The SABLE server can be used for predicting real valued relative Solvent AccessiBiLitiEs of amino acid residues in proteins, and for improved prediction of secondary structures using evolutionary profiles and predicted relative solvent accessibility of an amino acid residue as a fingerprint of the overall packing.

Its stand-alone version is also available. Click here to go to download page.

Notes about accuracy of the results

To evaluate the results of the SABLE server we used EVA-like methodology and we tentatively concluded that the secondary structure prediction accuracy is close to 78% in terms of per residue Q3 measure (to be published).

Currently, the SABLE server is also being evaluated by the EVA meta-server. As of December 2003, using a set of 42 proteins derived from the non-redundant structures that were submitted recently to the PDB and had no homology to our training set, the SABLE server was estimated by EVA to achieve accuracy of 77.7% in terms of average Q3 measure and 76.5% in terms of average SOV measure. Please, refer to the EVA page for current accuracy estimates. For the three state prediction we use the following conversion of the secondary structure states provided by DSSP: {G,I,H}=>H; {B,E}=>E; {T,S,L,C}=>C.

As for relative solvent accessibility (RSA) prediction, SABLE reached accuracy of about 77% for the two state problem, with RSA of 25% separating the buried and exposed residues (the base line in this case is about 67%). However, SABLE avoids in fact crisp definition of descrete classes, enabling accurate predictions for a range of RSA.

A table represents the prediction accuracy of the target models of the CASP competition. Prediction was performed only to models with no sequence redundancy to the SABLE training set.

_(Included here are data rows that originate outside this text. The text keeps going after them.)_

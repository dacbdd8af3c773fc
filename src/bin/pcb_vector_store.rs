// 该文件是 Shanan PCB （山南西风 · 电路板缺陷检测） 项目的一部分。
// src/bin/pcb_vector_store.rs - 检索报告所用向量库的导入工具
//
// 本程序遵循 GNU Affero 通用公共许可证（AGPL）许可协议。
// 本程序的发布旨在提供实用价值，但不作任何形式的担保，
// 包括但不限于对适销性或特定用途适用性的默示担保。
// 更多详情请参阅 GNU 通用公共许可证。
//
// Copyright (C) 2026 Johann Li <me@qinka.pro>, ETVP

use std::path::PathBuf;
use std::time::Duration;

use anyhow::Result;
use clap::Parser;
use tracing::info;

use shanan_pcb::report::VectorStoreClient;

/// 创建向量库并导入质检标准文档
#[derive(Parser, Debug)]
#[command(author, version, about, long_about = None)]
pub struct Args {
  /// 待导入的文档
  #[arg(long, value_name = "FILE")]
  pub file: PathBuf,
  /// 向量库名称
  #[arg(long, default_value = "IPC-A-610F")]
  pub name: String,
  /// OpenAI API 密钥
  #[arg(long, env = "OPENAI_API_KEY", hide_env_values = true)]
  pub openai_api_key: String,
  /// OpenAI 兼容服务地址
  #[arg(long, env = "OPENAI_BASE_URL")]
  pub openai_base_url: Option<String>,
  /// 等待索引完成的最长秒数
  #[arg(long, default_value_t = 300)]
  pub timeout_secs: u64,
}

#[tokio::main]
async fn main() -> Result<()> {
  tracing_subscriber::fmt::init();

  let args = Args::parse();

  let client = VectorStoreClient::new(args.openai_api_key, args.openai_base_url.as_deref())?
    .with_timeout(Duration::from_secs(args.timeout_secs));
  let store_id = client.ingest(&args.name, &args.file).await?;

  info!("向量库已就绪: {}", store_id);
  println!("{}", store_id);
  Ok(())
}
// 该文件是 Shanan PCB （山南西风 · 电路板缺陷检测） 项目的一部分。
// src/input/validate.rs - 上传文件校验
//
// 本文件根据 Apache 许可证第 2.0 版（以下简称“许可证”）授权使用；
// 除非遵守该许可证条款，否则您不得使用本文件。
// 您可通过以下网址获取许可证副本：
// http://www.apache.org/licenses/LICENSE-2.0
// 除非适用法律要求或书面同意，根据本许可协议分发的软件均按“原样”提供，
// 不附带任何形式的明示或暗示的保证或条件。
// 有关许可权限与限制的具体条款，请参阅本许可协议。
//
// Copyright (C) 2026 Johann Li <me@qinka.pro>, Wareless Group

use std::collections::HashSet;
use std::path::Path;

use thiserror::Error;
use tracing::warn;

use super::{DEFAULT_CONTENT_TYPE, DEFAULT_EXTENSION, DEFAULT_FILENAME};

pub const DEFAULT_MAX_FILE_SIZE: u64 = 10 * 1024 * 1024;
pub const DEFAULT_EXTENSIONS: [&str; 5] = [".jpg", ".jpeg", ".png", ".bmp", ".tiff"];
pub const DEFAULT_MIME_TYPES: [&str; 4] = ["image/jpeg", "image/png", "image/bmp", "image/tiff"];

#[derive(Error, Debug, Clone, PartialEq, Eq)]
pub enum ValidationError {
  #[error("文件过大: {size} 字节，上限 {limit} 字节")]
  FileTooLarge { size: u64, limit: u64 },
  #[error("不支持的文件扩展名: {0}")]
  UnsupportedExtension(String),
  #[error("不支持的 MIME 类型: {0}")]
  UnsupportedMediaType(String),
}

impl ValidationError {
  /// 面向调用方的拒绝原因
  pub fn reason(&self) -> &'static str {
    match self {
      ValidationError::FileTooLarge { .. } => "FileTooLarge",
      ValidationError::UnsupportedExtension(_) => "UnsupportedExtension",
      ValidationError::UnsupportedMediaType(_) => "UnsupportedMediaType",
    }
  }
}

/// 校验规则
#[derive(Debug, Clone)]
pub struct ValidationRules {
  pub max_file_size: u64,
  /// 小写、带点的扩展名，如 ".png"
  pub allowed_extensions: HashSet<String>,
  pub allowed_mime_types: HashSet<String>,
}

impl Default for ValidationRules {
  fn default() -> Self {
    Self {
      max_file_size: DEFAULT_MAX_FILE_SIZE,
      allowed_extensions: DEFAULT_EXTENSIONS.iter().map(|s| s.to_string()).collect(),
      allowed_mime_types: DEFAULT_MIME_TYPES.iter().map(|s| s.to_string()).collect(),
    }
  }
}

impl ValidationRules {
  pub fn with_max_file_size(mut self, max_file_size: u64) -> Self {
    self.max_file_size = max_file_size;
    self
  }

  pub fn with_extensions<I, S>(mut self, extensions: I) -> Self
  where
    I: IntoIterator<Item = S>,
    S: AsRef<str>,
  {
    self.allowed_extensions = extensions
      .into_iter()
      .map(|ext| normalize_extension(ext.as_ref()))
      .collect();
    self
  }

  pub fn with_mime_types<I, S>(mut self, mime_types: I) -> Self
  where
    I: IntoIterator<Item = S>,
    S: AsRef<str>,
  {
    self.allowed_mime_types = mime_types
      .into_iter()
      .map(|mime| mime.as_ref().trim().to_ascii_lowercase())
      .collect();
    self
  }
}

fn normalize_extension(ext: &str) -> String {
  let ext = ext.trim().to_ascii_lowercase();
  if ext.starts_with('.') {
    ext
  } else {
    format!(".{}", ext)
  }
}

/// 通过校验的上传元数据
#[derive(Debug, Clone, PartialEq, Eq)]
pub struct ValidatedUpload {
  pub filename: String,
  /// 小写、带点的扩展名；文件名无扩展名时为 ".jpg"
  pub extension: String,
  pub content_type: String,
  pub size: u64,
}

/// 文件快速校验，不读取文件内容
#[derive(Debug, Clone, Default)]
pub struct FileValidator {
  rules: ValidationRules,
}

impl FileValidator {
  pub fn new(rules: ValidationRules) -> Self {
    Self { rules }
  }

  pub fn rules(&self) -> &ValidationRules {
    &self.rules
  }

  pub fn validate(
    &self,
    filename: Option<&str>,
    content_type: Option<&str>,
    declared_size: u64,
  ) -> Result<ValidatedUpload, ValidationError> {
    if declared_size > self.rules.max_file_size {
      warn!(
        "文件过大: {} 字节 (上限 {})",
        declared_size, self.rules.max_file_size
      );
      return Err(ValidationError::FileTooLarge {
        size: declared_size,
        limit: self.rules.max_file_size,
      });
    }

    let filename = filename
      .filter(|name| !name.trim().is_empty())
      .unwrap_or(DEFAULT_FILENAME);
    let extension = Path::new(filename)
      .extension()
      .map(|ext| format!(".{}", ext.to_string_lossy().to_ascii_lowercase()))
      .unwrap_or_else(|| DEFAULT_EXTENSION.to_string());
    if !self.rules.allowed_extensions.contains(&extension) {
      warn!("文件扩展名无效: {:?}", extension);
      return Err(ValidationError::UnsupportedExtension(extension));
    }

    let content_type = content_type
      .map(|mime| mime.trim().to_ascii_lowercase())
      .filter(|mime| !mime.is_empty())
      .unwrap_or_else(|| DEFAULT_CONTENT_TYPE.to_string());
    if !self.rules.allowed_mime_types.contains(&content_type) {
      warn!("MIME 类型无效: {}", content_type);
      return Err(ValidationError::UnsupportedMediaType(content_type));
    }

    Ok(ValidatedUpload {
      filename: filename.to_string(),
      extension,
      content_type,
      size: declared_size,
    })
  }
}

Secondary structure Solvent accessibility
Set No. proteins Q3, % SOV, % MAE CC
CASP 6 48 79.6 78.3 14.6 0.67
CASP 5 41 76.1 77.6 15.8 0.63
CASP 4 25 78.9 73.0 15.7 0.63

Training and control sets

For training purposes we used a subset of 860 protein families derived from Protein Families (PFAM) database containing non-redundant families. As for control sets, non-redundant structures from the PDB database submitted during 2002 have been taken on quaterly basis. If PDB entry contained a complex, only first chain has been taken. Below are files with list of proteins used within training and control sets:

Terms of use and disclaimer

Use of the SABLE web site and server is at your own risk and no liability is accepted for any loss or damage arising through use of the web site and the SABLE server predictions. Access to the service is available free of charge for academic users. However, this service must not be used for direct commercial gain. We reserve the right to withdraw the service or make access subject to specific terms of use, including payment, for users making excessive use of the service.

SABLE makes use of the PsiBLAST program for sequence alignment by S. Altschul and colleagues and we hereby thank the authors of PsiBLAST for making their program available as a public domain package. It is our intention that SABLE will be used in a similar spirit to advance scientific research.

References

Please, use the following references:

R. Adamczak, A. Porollo, J. Meller, Accurate Prediction of Solvent Accessibility Using Neural Networks Based Regression, Proteins: Structure, Function and Bioinformatics, 2004, 56:753-67.

R. Adamczak, A. Porollo, J. Meller, Combining Prediction of Secondary Structure and Solvent Accessibility in Proteins, Proteins: Structure, Function and Bioinformatics, 2005, 59:467-75.

M.Wagner, R. Adamczak, A. Porollo, J. Meller, Linear regression models for solvent accessibility prediction in proteins, Journal of Computational Biology, 2005, 12:355-69.

A. Porollo, R. Adamczak, M. Wagner and J. Meller, Maximum Feasibility Approach for Consensus Classifiers: Applications to Protein Structure Prediction, CIRAS 2003 (conference proceedings).